§ **Instructions to follow**
Copy out the line containing "if let Some(cache)" and each line after it, through the last one in the material, exactly as written.

§ **Provided records**
━━━━━━━━━━━━━━━━━━━━━━━━━━━━━━
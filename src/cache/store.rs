//! On-disk store for completed query results
//!
//! Stores one JSON file per cache key, holding the ordered list of result
//! batches for a fully resolved query. Presence of a file substitutes for a
//! validity check: there is no checksum, TTL, or schema-version guard, and
//! concurrent writers to the same key are not coordinated. Both are deliberate
//! simplicity trade-offs; stale entries must be removed by deleting the file.

use std::fs;
use std::path::PathBuf;

use directories::ProjectDirs;

use crate::data::Batch;

/// Manages reading and writing cached query results on disk
///
/// Results are stored as JSON files in a flat directory, one file per cache
/// key. Entries are written only once a query's entire page sequence has been
/// collected, so a present file always holds a complete result set.
#[derive(Debug, Clone)]
pub struct ResultCache {
    /// Directory where cache files are stored
    cache_dir: PathBuf,
}

impl ResultCache {
    /// Creates a cache in the XDG-compliant cache directory
    /// (`~/.cache/ihr/` on Linux, or the platform equivalent).
    ///
    /// Returns `None` if the cache directory cannot be determined (e.g., no
    /// home directory).
    pub fn new() -> Option<Self> {
        let project_dirs = ProjectDirs::from("", "", "ihr")?;
        let cache_dir = project_dirs.cache_dir().to_path_buf();
        Some(Self { cache_dir })
    }

    /// Creates a cache rooted at a custom directory.
    pub fn with_dir(cache_dir: PathBuf) -> Self {
        Self { cache_dir }
    }

    /// Returns the path to the cache file for the given key
    fn entry_path(&self, key: &str) -> PathBuf {
        self.cache_dir.join(format!("{}.json", key))
    }

    /// Whether a complete result set is stored for the given key
    pub fn contains(&self, key: &str) -> bool {
        self.entry_path(key).exists()
    }

    /// Writes the full ordered batch sequence for a resolved query.
    ///
    /// Creates the cache directory if it does not exist. Callers must only
    /// write once every page has been collected; partial results are never
    /// persisted.
    pub fn write(&self, key: &str, batches: &[Batch]) -> std::io::Result<()> {
        fs::create_dir_all(&self.cache_dir)?;
        let json = serde_json::to_string(batches)
            .map_err(|e| std::io::Error::new(std::io::ErrorKind::InvalidData, e))?;
        fs::write(self.entry_path(key), json)
    }

    /// Reads the stored batch sequence for the given key.
    ///
    /// Returns `None` if no entry exists or the file cannot be parsed.
    pub fn read(&self, key: &str) -> Option<Vec<Batch>> {
        let content = fs::read_to_string(self.entry_path(key)).ok()?;
        serde_json::from_str(&content).ok()
    }
}

#[cfg(test)]
mod tests {
    use super::*;
    use serde_json::json;
    use tempfile::TempDir;

    fn create_test_cache() -> (ResultCache, TempDir) {
        let temp_dir = TempDir::new().expect("Failed to create temp directory");
        let cache = ResultCache::with_dir(temp_dir.path().to_path_buf());
        (cache, temp_dir)
    }

    fn sample_batches() -> Vec<Batch> {
        vec![
            vec![json!({"asn": 2907, "hege": 0.42}), json!({"asn": 174, "hege": 0.11})],
            vec![json!({"asn": 3356, "hege": 0.07})],
        ]
    }

    #[test]
    fn test_write_creates_file_in_cache_directory() {
        let (cache, temp_dir) = create_test_cache();

        cache
            .write("hegemony_originasn2907", &sample_batches())
            .expect("Write should succeed");

        let expected_path = temp_dir.path().join("hegemony_originasn2907.json");
        assert!(expected_path.exists(), "Cache file should exist");

        let content = fs::read_to_string(&expected_path).expect("Should read file");
        assert!(content.contains("2907"));
        assert!(content.contains("hege"));
    }

    #[test]
    fn test_read_returns_none_for_missing_key() {
        let (cache, _temp_dir) = create_test_cache();
        assert!(cache.read("nonexistent_key").is_none());
        assert!(!cache.contains("nonexistent_key"));
    }

    #[test]
    fn test_roundtrip_preserves_batch_order_and_contents() {
        let (cache, _temp_dir) = create_test_cache();
        let original = sample_batches();

        cache.write("roundtrip_key", &original).expect("Write should succeed");
        let stored = cache.read("roundtrip_key").expect("Should read cache");

        assert_eq!(stored, original, "Batches should survive roundtrip exactly");
    }

    #[test]
    fn test_contains_after_write() {
        let (cache, _temp_dir) = create_test_cache();
        assert!(!cache.contains("key"));
        cache.write("key", &sample_batches()).expect("Write should succeed");
        assert!(cache.contains("key"));
    }

    #[test]
    fn test_write_creates_directory_if_missing() {
        let temp_dir = TempDir::new().expect("Failed to create temp directory");
        let nested_path = temp_dir.path().join("nested").join("cache").join("dir");
        let cache = ResultCache::with_dir(nested_path.clone());

        cache.write("nested_key", &sample_batches()).expect("Write should succeed");

        assert!(nested_path.exists(), "Nested directory should be created");
        assert!(nested_path.join("nested_key.json").exists(), "Cache file should exist");
    }

    #[test]
    fn test_overwrite_existing_entry() {
        let (cache, _temp_dir) = create_test_cache();
        let first = vec![vec![json!({"v": 1})]];
        let second = vec![vec![json!({"v": 2})], vec![json!({"v": 3})]];

        cache.write("overwrite_key", &first).expect("First write should succeed");
        cache.write("overwrite_key", &second).expect("Second write should succeed");

        let stored = cache.read("overwrite_key").expect("Should read cache");
        assert_eq!(stored, second, "Cache should contain latest data");
    }

    #[test]
    fn test_read_returns_none_for_corrupt_entry() {
        let (cache, temp_dir) = create_test_cache();
        fs::write(temp_dir.path().join("corrupt.json"), "{ not json").expect("Should write file");
        assert!(cache.read("corrupt").is_none());
    }

    #[test]
    fn test_new_uses_project_cache_path() {
        if let Some(cache) = ResultCache::new() {
            let path_str = cache.cache_dir.to_string_lossy().into_owned();
            assert!(path_str.contains("ihr"), "Cache path should contain project name");
        }
        // Passes if new() returns None (e.g., no home directory in CI)
    }
}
━━━━━━━━━━━━━━━━━━━━━━━━━━━━━━
§ **Answer for the task**
        if let Some(cache) = ResultCache::new() {
            let path_str = cache.cache_dir.to_string_lossy().into_owned();
            assert!(path_str.contains("ihr"), "Cache path should contain project name");
        }
        // Passes if new() returns None (e.g., no home directory in CI)
    }
}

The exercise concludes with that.